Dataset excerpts
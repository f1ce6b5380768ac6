mod errors;
mod guest_cart;
mod ids;
mod line_item;
mod notify;
mod reconcile;
mod store;

pub use errors::CartError;
pub use guest_cart::{GuestCart, GuestCartRecord};
pub use ids::*;
pub use line_item::{
    ItemKey, LineItem, NewLineItem, PriceSource, ServerCartItem, ServerProduct, ServerVariant,
    clamp_quantity,
};
pub use notify::{CartChanged, CartNotifier, ChangeReason};
pub use reconcile::{FailedPush, ReconcileReport, plan_reconciliation, reconcile};
pub use store::{CartMode, CartStore, LoadOutcome, StoreOptions};
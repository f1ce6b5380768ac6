//! Guest cart persisted in local storage.

use std::sync::Arc;

use rust_decimal::Decimal;
use tracing::warn;

use crate::infra::{LocalStorage, StorageError};

use super::{
    LineItem, LineItemId, PriceSource, ProductId, ShopId, VariantId,
    line_item::{clamp_quantity, whole_units},
};

/// One entry of the guest cart array, also the shape of `cart_items` in guest orders.
/// `price`/`sale_price` are already resolved against the selected variant. They are written as
/// JSON numbers and read back from numbers or numeric strings.
#[derive(Debug, Clone, PartialEq, serde::Deserialize, serde::Serialize)]
pub struct GuestCartRecord {
    pub product_id: ProductId,
    pub quantity: i64,
    #[serde(default, skip_serializing_if = "Option::is_none")]
    pub variant_id: Option<VariantId>,
    #[serde(default)]
    pub name: String,
    #[serde(default)]
    pub image: Option<String>,
    #[serde(default, serialize_with = "rust_decimal::serde::float_option::serialize")]
    pub price: Option<Decimal>,
    #[serde(
        default,
        serialize_with = "rust_decimal::serde::float_option::serialize",
        skip_serializing_if = "Option::is_none"
    )]
    pub sale_price: Option<Decimal>,
    #[serde(default, skip_serializing_if = "Option::is_none")]
    pub value1: Option<String>,
    #[serde(default, skip_serializing_if = "Option::is_none")]
    pub value2: Option<String>,
    #[serde(default, skip_serializing_if = "Option::is_none")]
    pub shop_id: Option<ShopId>,
}

impl GuestCartRecord {
    fn into_line_item(self, id: LineItemId) -> LineItem {
        let price = self.price.map(whole_units);
        let sale_price = self.sale_price.map(whole_units);
        let pricing = if self.variant_id.is_some() {
            PriceSource {
                variant_sale_price: sale_price,
                variant_price: price,
                ..Default::default()
            }
        } else {
            PriceSource {
                product_sale_price: sale_price,
                product_price: price,
                ..Default::default()
            }
        };

        LineItem {
            id,
            product_id: self.product_id,
            variant_id: self.variant_id,
            quantity: clamp_quantity(self.quantity),
            shop_id: self.shop_id,
            name: self.name,
            image: self.image,
            options: [self.value1, self.value2]
                .into_iter()
                .flatten()
                .filter(|label| !label.trim().is_empty())
                .collect(),
            pricing,
        }
    }
}

impl From<&LineItem> for GuestCartRecord {
    fn from(item: &LineItem) -> Self {
        let list = item.list_unit_price();
        let effective = item.effective_unit_price();
        let mut options = item.options.iter().cloned();
        GuestCartRecord {
            product_id: item.product_id,
            quantity: i64::from(item.quantity),
            variant_id: item.variant_id,
            name: item.name.clone(),
            image: item.image.clone(),
            price: Some(list),
            sale_price: (effective != list).then_some(effective),
            value1: options.next(),
            value2: options.next(),
            shop_id: item.shop_id,
        }
    }
}

#[derive(Debug, Clone)]
pub struct GuestCart {
    storage: Arc<dyn LocalStorage>,
    key: String,
}

impl GuestCart {
    pub fn new(storage: Arc<dyn LocalStorage>, key: impl Into<String>) -> Self {
        Self {
            storage,
            key: key.into(),
        }
    }

    /// Reads the guest cart. Absent or unreadable carts are empty, malformed entries are skipped.
    /// Line ids are the 1-based positions in the stored array.
    pub fn load(&self) -> Vec<LineItem> {
        let raw = match self.storage.get_item(&self.key) {
            Ok(Some(raw)) => raw,
            Ok(None) => return Vec::new(),
            Err(e) => {
                warn!("Guest cart could not be read from local storage: {e}");
                return Vec::new();
            }
        };

        let entries = match serde_json::from_str::<serde_json::Value>(&raw) {
            Ok(serde_json::Value::Array(entries)) => entries,
            Ok(_) | Err(_) => {
                warn!("Guest cart in local storage is not a JSON array. Ignoring it.");
                return Vec::new();
            }
        };

        entries
            .into_iter()
            .filter_map(|entry| {
                serde_json::from_value::<GuestCartRecord>(entry)
                    .inspect_err(|e| warn!("Skipping malformed guest cart entry: {e}"))
                    .ok()
            })
            .enumerate()
            .map(|(index, record)| record.into_line_item(LineItemId::new(index as i64 + 1)))
            .collect()
    }

    pub fn save(&self, items: &[LineItem]) -> Result<(), StorageError> {
        let records: Vec<GuestCartRecord> = items.iter().map(GuestCartRecord::from).collect();
        let raw = serde_json::to_string(&records)?;
        self.storage.set_item(&self.key, &raw)
    }

    pub fn clear(&self) -> Result<(), StorageError> {
        self.storage.remove_item(&self.key)
    }
}

//-------------------------- Tests -------------------------------
pub mod fake;
mod macros;
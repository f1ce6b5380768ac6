mod address;
mod errors;
mod order_response;
pub mod pricing;
mod submit_order;
mod voucher;

pub use address::{AddressError, AddressForm, AddressSelection, ManualAddress};
pub use errors::CheckoutError;
pub use order_response::{OrderId, order_id, redirect_url};
pub use pricing::{PriceBreakdown, PricingOverrides, compute_breakdown, shipping_for};
pub use submit_order::{
    AuthenticatedOrderPayload, CheckoutEngine, GuestOrderPayload, OrderOutcome, OrderRequest,
    PaymentMethod,
};
pub use voucher::{AppliedVoucher, Voucher, VoucherConfirmation, VoucherKind};
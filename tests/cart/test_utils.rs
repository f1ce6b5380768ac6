use std::sync::Arc;

use cart_client::{
    domain::{
        cart::{CartStore, GuestCart, StoreOptions},
        checkout::{AddressForm, CheckoutEngine, ManualAddress, OrderRequest, PaymentMethod},
    },
    infra::{ApiSettings, Credential, MemoryLocalStorage, RestApi},
};
use rust_decimal::Decimal;
use serde_json::{Value, json};
use wiremock::MockServer;

pub const STORAGE_KEY: &str = "cart";
pub const TOKEN: &str = "test-token";
pub const FEE_PER_SHOP: i64 = 20_000;

/// Settings pointing at the mock backend. No retries, so failures surface immediately.
pub fn api_settings(server: &MockServer) -> ApiSettings {
    ApiSettings {
        base_url: format!("{}/api", server.uri()),
        timeout_ms: 2_000,
        token: None,
        fetch_retries: 0,
        reconcile_concurrency: 2,
    }
}

pub fn build_store(
    server: &MockServer,
    storage: Arc<MemoryLocalStorage>,
    token: Option<&str>,
) -> CartStore {
    let settings = api_settings(server);
    let api = RestApi::new(&settings).expect("HTTP client should build");
    CartStore::new(
        Arc::new(api),
        GuestCart::new(storage, STORAGE_KEY),
        token.map(Credential::new),
        StoreOptions {
            fetch_retries: settings.fetch_retries,
            reconcile_concurrency: settings.reconcile_concurrency,
        },
    )
}

pub fn engine() -> CheckoutEngine {
    CheckoutEngine::new(Decimal::from(FEE_PER_SHOP))
}

/// Guest cart as the storefront writes it to local storage.
pub fn guest_storage(records: Value) -> Arc<MemoryLocalStorage> {
    Arc::new(MemoryLocalStorage::with_item(
        STORAGE_KEY,
        &records.to_string(),
    ))
}

pub fn manual_address() -> ManualAddress {
    ManualAddress {
        full_name: "Lê Văn C".to_owned(),
        address: "45 Trần Phú".to_owned(),
        city: "Đà Nẵng".to_owned(),
        phone: "+84905123456".to_owned(),
        email: "c@example.com".to_owned(),
    }
}

pub fn manual_order(payment_method: PaymentMethod) -> OrderRequest {
    OrderRequest {
        payment_method,
        address: AddressForm {
            address_id: None,
            manual: Some(manual_address()),
        },
        voucher_code: None,
    }
}

/// A `GET /cart` row with an embedded product.
pub fn server_row(id: i64, product_id: i64, quantity: i64, price: i64, shop_id: i64) -> Value {
    json!({
        "id": id,
        "product_id": product_id,
        "variant_id": null,
        "quantity": quantity,
        "product": {
            "name": format!("Product {product_id}"),
            "price": price,
            "sale_price": null,
            "seller_id": shop_id
        }
    })
}
/// Failures talking to the marketplace REST backend.
#[derive(Debug, thiserror::Error)]
pub enum ClientError {
    #[error("Request to {endpoint} failed: {source}")]
    Transport {
        endpoint: String,
        #[source]
        source: reqwest::Error,
    },
    #[error("{endpoint} responded with status {status}.")]
    Status {
        endpoint: String,
        status: u16,
        message: Option<String>,
    },
    #[error("Could not decode response from {endpoint}: {source}")]
    Decode {
        endpoint: String,
        #[source]
        source: serde_json::Error,
    },
}

impl ClientError {
    /// The message the backend put in its error body, if any.
    pub fn server_message(&self) -> Option<&str> {
        match self {
            ClientError::Status { message, .. } => message.as_deref(),
            _ => None,
        }
    }

    /// Transport failures and 5xx responses may succeed on a later attempt.
    pub fn is_retryable(&self) -> bool {
        match self {
            ClientError::Transport { .. } => true,
            ClientError::Status { status, .. } => *status >= 500,
            ClientError::Decode { .. } => false,
        }
    }

    /// Pulls a human readable message out of a JSON error body.
    pub(crate) fn message_from_body(body: &str) -> Option<String> {
        let value: serde_json::Value = serde_json::from_str(body).ok()?;
        ["message", "error"]
            .iter()
            .find_map(|field| value.get(field).and_then(|m| m.as_str()))
            .map(str::trim)
            .filter(|m| !m.is_empty())
            .map(ToOwned::to_owned)
    }
}
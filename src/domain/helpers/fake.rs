use fake::{Dummy, Fake};
use rust_decimal::Decimal;

/// Whole-unit prices in steps of 1000, the way the storefront lists them.
pub struct Price;

impl Dummy<Price> for Decimal {
    fn dummy_with_rng<R: fake::Rng + ?Sized>(_config: &Price, rng: &mut R) -> Self {
        let thousands: i64 = (1..1000).fake_with_rng(rng);
        Decimal::from(thousands * 1000)
    }
}

pub struct Quantity;

impl Dummy<Quantity> for u32 {
    fn dummy_with_rng<R: fake::Rng + ?Sized>(_config: &Quantity, rng: &mut R) -> Self {
        (1..10).fake_with_rng(rng)
    }
}
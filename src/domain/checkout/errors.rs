use crate::infra::ClientError;

use super::AddressError;

#[derive(Debug, Clone, PartialEq, Eq, thiserror::Error)]
pub enum CheckoutError {
    #[error(transparent)]
    Validation(#[from] AddressError),
    #[error("Saved addresses are only available when signed in.")]
    SavedAddressRequiresLogin,
    #[error("Cannot place an order with an empty cart.")]
    EmptyCart,
    /// Signed in, but the cart on this device could not be moved to the account yet.
    #[error("Your cart could not be synchronised with your account. Please try again.")]
    CartNotSynced,
    /// The backend's own explanation, shown as is.
    #[error("{message}")]
    Rejected { message: String },
    #[error("Could not place the order. Please try again.")]
    Unavailable,
}

impl CheckoutError {
    /// Failures that were caught before anything was sent.
    pub fn is_validation(&self) -> bool {
        matches!(
            self,
            CheckoutError::Validation(_)
                | CheckoutError::SavedAddressRequiresLogin
                | CheckoutError::EmptyCart
        )
    }
}

impl From<&ClientError> for CheckoutError {
    fn from(error: &ClientError) -> Self {
        match error.server_message() {
            Some(message) => CheckoutError::Rejected {
                message: message.to_owned(),
            },
            None => CheckoutError::Unavailable,
        }
    }
}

ASSIGNMENT:
Could you retype exactly the lines from the first one of the records through the line containing "are written as", both included, and nothing more?

YOUR RESPONSE:
repository f1ce6b5380768ac6
mod errors;
mod guest_cart;
mod ids;
mod line_item;
mod notify;
mod reconcile;
mod store;

pub use errors::CartError;
pub use guest_cart::{GuestCart, GuestCartRecord};
pub use ids::*;
pub use line_item::{
    ItemKey, LineItem, NewLineItem, PriceSource, ServerCartItem, ServerProduct, ServerVariant,
    clamp_quantity,
};
pub use notify::{CartChanged, CartNotifier, ChangeReason};
pub use reconcile::{FailedPush, ReconcileReport, plan_reconciliation, reconcile};
pub use store::{CartMode, CartStore, LoadOutcome, StoreOptions};
repository f1ce6b5380768ac6
//! Guest cart persisted in local storage.

use std::sync::Arc;

use rust_decimal::Decimal;
use tracing::warn;

use crate::infra::{LocalStorage, StorageError};

use super::{
    LineItem, LineItemId, PriceSource, ProductId, ShopId, VariantId,
    line_item::{clamp_quantity, whole_units},
};

/// One entry of the guest cart array, also the shape of `cart_items` in guest orders.
/// `price`/`sale_price` are already resolved against the selected variant. They are written as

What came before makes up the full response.